(Extracted material Opens)
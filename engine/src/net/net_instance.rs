use std::{net::SocketAddr, sync::Arc, time::Duration};

use log::{info, trace, warn};

use dawn_shared::{
    BitWriter, ClientId, ComponentKind, EntityId, EntityType, NetMode, NetRole, RepError,
    Replicate, Rpc, RpcDirection, RpcError, SceneManager, Serde,
};

use crate::{
    config::NetConfig,
    context::Context,
    error::NetError,
    events::EventSystem,
    net::{
        client::{ClientPhase, ClientSide},
        pipeline::build_entity,
        server::ServerSide,
        CNetData, NetEntityPipeline, NetState, Tick,
    },
    transport::{resolve, Socket, Transport},
};

enum Side {
    Idle,
    Server(ServerSide),
    Client(ClientSide),
}

/// One participant of a networked session, either the server or a client.
///
/// All networking happens inside [`NetInstance::update`], which is called
/// once per simulation step with the scene it replicates.
pub struct NetInstance {
    config: NetConfig,
    transport: Arc<dyn Transport>,
    clock: Duration,
    state: NetState,
    socket: Option<Socket>,
    pipeline: Option<Box<dyn NetEntityPipeline>>,
    side: Side,
}

impl NetInstance {
    /// Creates an instance with no socket. Call `start_listening` or
    /// `start_connecting` to bring it up.
    pub fn new(ctx: &Context) -> Self {
        Self {
            config: ctx.config().net.clone(),
            transport: ctx.transport().clone(),
            clock: Duration::ZERO,
            state: NetState::Uninitialized,
            socket: None,
            pipeline: None,
            side: Side::Idle,
        }
    }

    /// Creates a server bound to `host:port`
    pub fn listen(ctx: &Context, host: &str, port: u16, max_clients: u16) -> Result<Self, NetError> {
        let mut instance = Self::new(ctx);
        instance.start_listening(host, port, max_clients)?;
        Ok(instance)
    }

    /// Creates a client and starts connecting to `host:port`
    pub fn connect(ctx: &Context, host: &str, port: u16) -> Result<Self, NetError> {
        let mut instance = Self::new(ctx);
        instance.start_connecting(host, port)?;
        Ok(instance)
    }

    fn require_state(&self, operation: &'static str, state: NetState) -> Result<(), NetError> {
        if self.state == state {
            Ok(())
        } else {
            Err(NetError::InvalidState {
                operation,
                state: self.state,
            })
        }
    }

    pub fn start_listening(
        &mut self,
        host: &str,
        port: u16,
        max_clients: u16,
    ) -> Result<(), NetError> {
        self.require_state("listen", NetState::Uninitialized)?;
        let address = resolve(host, port)?;
        let socket = self.transport.listen(address)?;
        info!("listening on {} for up to {} clients", socket.0.local_addr(), max_clients);
        self.socket = Some(socket);
        self.side = Side::Server(ServerSide::new(max_clients));
        self.state = NetState::Listening;
        Ok(())
    }

    pub fn start_connecting(&mut self, host: &str, port: u16) -> Result<(), NetError> {
        self.require_state("connect", NetState::Uninitialized)?;
        let server = resolve(host, port)?;
        let socket = self.transport.connect(server)?;
        info!("connecting to {} from {}", server, socket.0.local_addr());
        self.socket = Some(socket);
        self.side = Side::Client(ClientSide::new(server, self.clock));
        self.state = NetState::Connecting;
        Ok(())
    }

    pub fn set_entity_pipeline<P: NetEntityPipeline + 'static>(&mut self, pipeline: P) {
        self.pipeline = Some(Box::new(pipeline));
    }

    pub fn state(&self) -> NetState {
        self.state
    }

    /// `Server` while listening, `Client` while connecting or connected,
    /// `None` otherwise
    pub fn net_mode(&self) -> NetMode {
        match self.state {
            NetState::Listening => NetMode::Server,
            NetState::Connecting | NetState::Connected => NetMode::Client,
            NetState::Uninitialized | NetState::Disconnected | NetState::Closed => NetMode::None,
        }
    }

    /// Id the server gave this client
    pub fn local_client(&self) -> Option<ClientId> {
        match &self.side {
            Side::Client(client) => client.client_id(),
            _ => None,
        }
    }

    pub fn connected_clients(&self) -> Vec<ClientId> {
        match &self.side {
            Side::Server(server) => server.client_ids(),
            _ => Vec::new(),
        }
    }

    pub fn client_count(&self) -> usize {
        match &self.side {
            Side::Server(server) => server.client_ids().len(),
            _ => 0,
        }
    }

    pub fn client_address(&self, client: ClientId) -> Option<SocketAddr> {
        match &self.side {
            Side::Server(server) => server.client_address(client),
            _ => None,
        }
    }

    /// True once `client` has acknowledged the spawn of `entity`
    pub fn is_spawned_for(&self, client: ClientId, entity: EntityId) -> bool {
        match &self.side {
            Side::Server(server) => server.has_spawned(client, entity),
            _ => false,
        }
    }

    /// Entities the server is tracking for `client`, spawned or not
    pub fn replica_count(&self, client: ClientId) -> usize {
        match &self.side {
            Side::Server(server) => server.replica_count(client),
            _ => 0,
        }
    }

    /// True if `entity` was materialized from the server
    pub fn is_replicated(&self, entity: EntityId) -> bool {
        match &self.side {
            Side::Client(client) => client.is_replicated(entity),
            _ => false,
        }
    }

    pub fn local_addr(&self) -> Option<SocketAddr> {
        self.socket.as_ref().map(|(sender, _)| sender.local_addr())
    }

    /// Time accumulated through `update`
    pub fn clock(&self) -> Duration {
        self.clock
    }

    /// Advances the net clock by `dt` seconds, handles everything received
    /// and sends whatever is due
    pub fn update(&mut self, dt: f32, scene: &mut SceneManager, events: &mut EventSystem) {
        if matches!(self.state, NetState::Uninitialized | NetState::Closed) {
            return;
        }
        self.clock += Duration::try_from_secs_f32(dt).unwrap_or(Duration::ZERO);

        let Some((sender, receiver)) = &mut self.socket else {
            return;
        };
        let side = &mut self.side;
        let mut tick = Tick {
            config: &self.config,
            now: self.clock,
            sender: &**sender,
            pipeline: self.pipeline.as_deref(),
            scene,
            events,
        };

        loop {
            match receiver.receive() {
                Ok(Some((from, payload))) => match side {
                    Side::Server(server) => server.receive(&mut tick, from, payload),
                    Side::Client(client) => client.receive(&mut tick, from, payload),
                    Side::Idle => {}
                },
                Ok(None) => break,
                Err(error) => {
                    warn!("receive failed: {}", error);
                    break;
                }
            }
        }

        let phase = match side {
            Side::Server(server) => {
                server.update(&mut tick);
                None
            }
            Side::Client(client) => {
                client.update(&mut tick);
                Some(client.phase())
            }
            Side::Idle => None,
        };
        if let Some(phase) = phase {
            self.state = match phase {
                ClientPhase::Connecting => NetState::Connecting,
                ClientPhase::Connected => NetState::Connected,
                ClientPhase::Disconnected => NetState::Disconnected,
            };
        }
    }

    /// Creates an `Authority` entity of `entity_type` through the pipeline.
    /// Only a listening server spawns networked entities.
    pub fn spawn_entity(
        &mut self,
        scene: &mut SceneManager,
        entity_type: EntityType,
        owner: Option<ClientId>,
    ) -> Result<EntityId, NetError> {
        self.require_state("spawn entities", NetState::Listening)?;
        let id = build_entity(
            self.pipeline.as_deref(),
            scene,
            None,
            entity_type,
            NetRole::Authority,
        )?;
        if let Some(net_data) = scene.component_mut::<CNetData>(id) {
            net_data.set_owner(owner);
        }
        trace!("spawned {} of type {} owned by {:?}", id, entity_type, owner);
        Ok(id)
    }

    /// Removes an entity; clients are told on the next update
    pub fn destroy_entity(&mut self, scene: &mut SceneManager, entity: EntityId) -> bool {
        scene.destroy_entity(entity).is_some()
    }

    /// Calls `rpc` on `entity`. Server RPCs run here when this participant
    /// has authority and go to the server from the owning client. Client
    /// RPCs go from the server to every client that has the entity.
    pub fn call_rpc<C: Replicate, A: Serde + 'static>(
        &mut self,
        scene: &mut SceneManager,
        entity: EntityId,
        rpc: &Rpc<C, A>,
        args: &A,
    ) -> Result<(), RpcError> {
        let target = scene
            .entity_mut(entity)
            .ok_or(RpcError::UnknownEntity { entity })?;
        let (layout, role) = match target.component::<CNetData>() {
            Some(net_data) => (net_data.layout().clone(), Some(net_data.role())),
            None => (Arc::new(C::rep_layout()), None),
        };
        let unknown = || RpcError::UnknownRpc {
            component: ComponentKind::of::<C>().name(),
            name: rpc.name(),
        };
        let index = layout.rpc_index::<C, A>(rpc.name()).ok_or_else(unknown)?;
        let direction = layout.rpc(index).ok_or_else(unknown)?.direction();
        let wire_index = u16::try_from(index).map_err(|_| RepError::UnknownRpcIndex {
            index: index as u64,
            count: layout.rpcs().len(),
        })?;
        let mut writer = BitWriter::new();
        args.ser(&mut writer);
        let bytes = writer.to_vec();

        match (direction, role) {
            (RpcDirection::Server, None | Some(NetRole::Authority)) => {
                layout.invoke_rpc(index, target, &bytes)?;
                Ok(())
            }
            (RpcDirection::Server, Some(NetRole::AuthoritativeProxy)) => match &mut self.side {
                Side::Client(client) if client.phase() == ClientPhase::Connected => {
                    client.queue_rpc(entity, wire_index, bytes);
                    Ok(())
                }
                _ => Err(RpcError::NotConnected { name: rpc.name() }),
            },
            (RpcDirection::Client, Some(NetRole::Authority)) => {
                if let Side::Server(server) = &mut self.side {
                    let sent = server.queue_rpc(entity, wire_index, &bytes);
                    trace!("queued RPC {} on {} for {} clients", rpc.name(), entity, sent);
                }
                Ok(())
            }
            (direction, role) => Err(RpcError::NotPermitted {
                name: rpc.name(),
                direction,
                role,
            }),
        }
    }

    /// Tells the other end we are leaving and releases the socket
    pub fn disconnect(&mut self) {
        if let Some((sender, _)) = &self.socket {
            match &mut self.side {
                Side::Server(server) => server.shutdown(&**sender, &self.config, self.clock),
                Side::Client(client) => {
                    client.disconnect(&**sender, &self.config, self.clock)
                }
                Side::Idle => {}
            }
        }
        self.socket = None;
        self.side = Side::Idle;
        if self.state != NetState::Closed {
            self.state = NetState::Disconnected;
        }
    }

    /// Disconnects and stops all further processing
    pub fn close(&mut self) {
        if self.state == NetState::Closed {
            return;
        }
        self.disconnect();
        info!("net instance closed");
        self.state = NetState::Closed;
    }
}

impl Drop for NetInstance {
    fn drop(&mut self) {
        self.close();
    }
}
(Extracted material Closes)
** Requirement **
In the data above, how many lines include the word "networked"? Answer with the number only.

** Solution **
2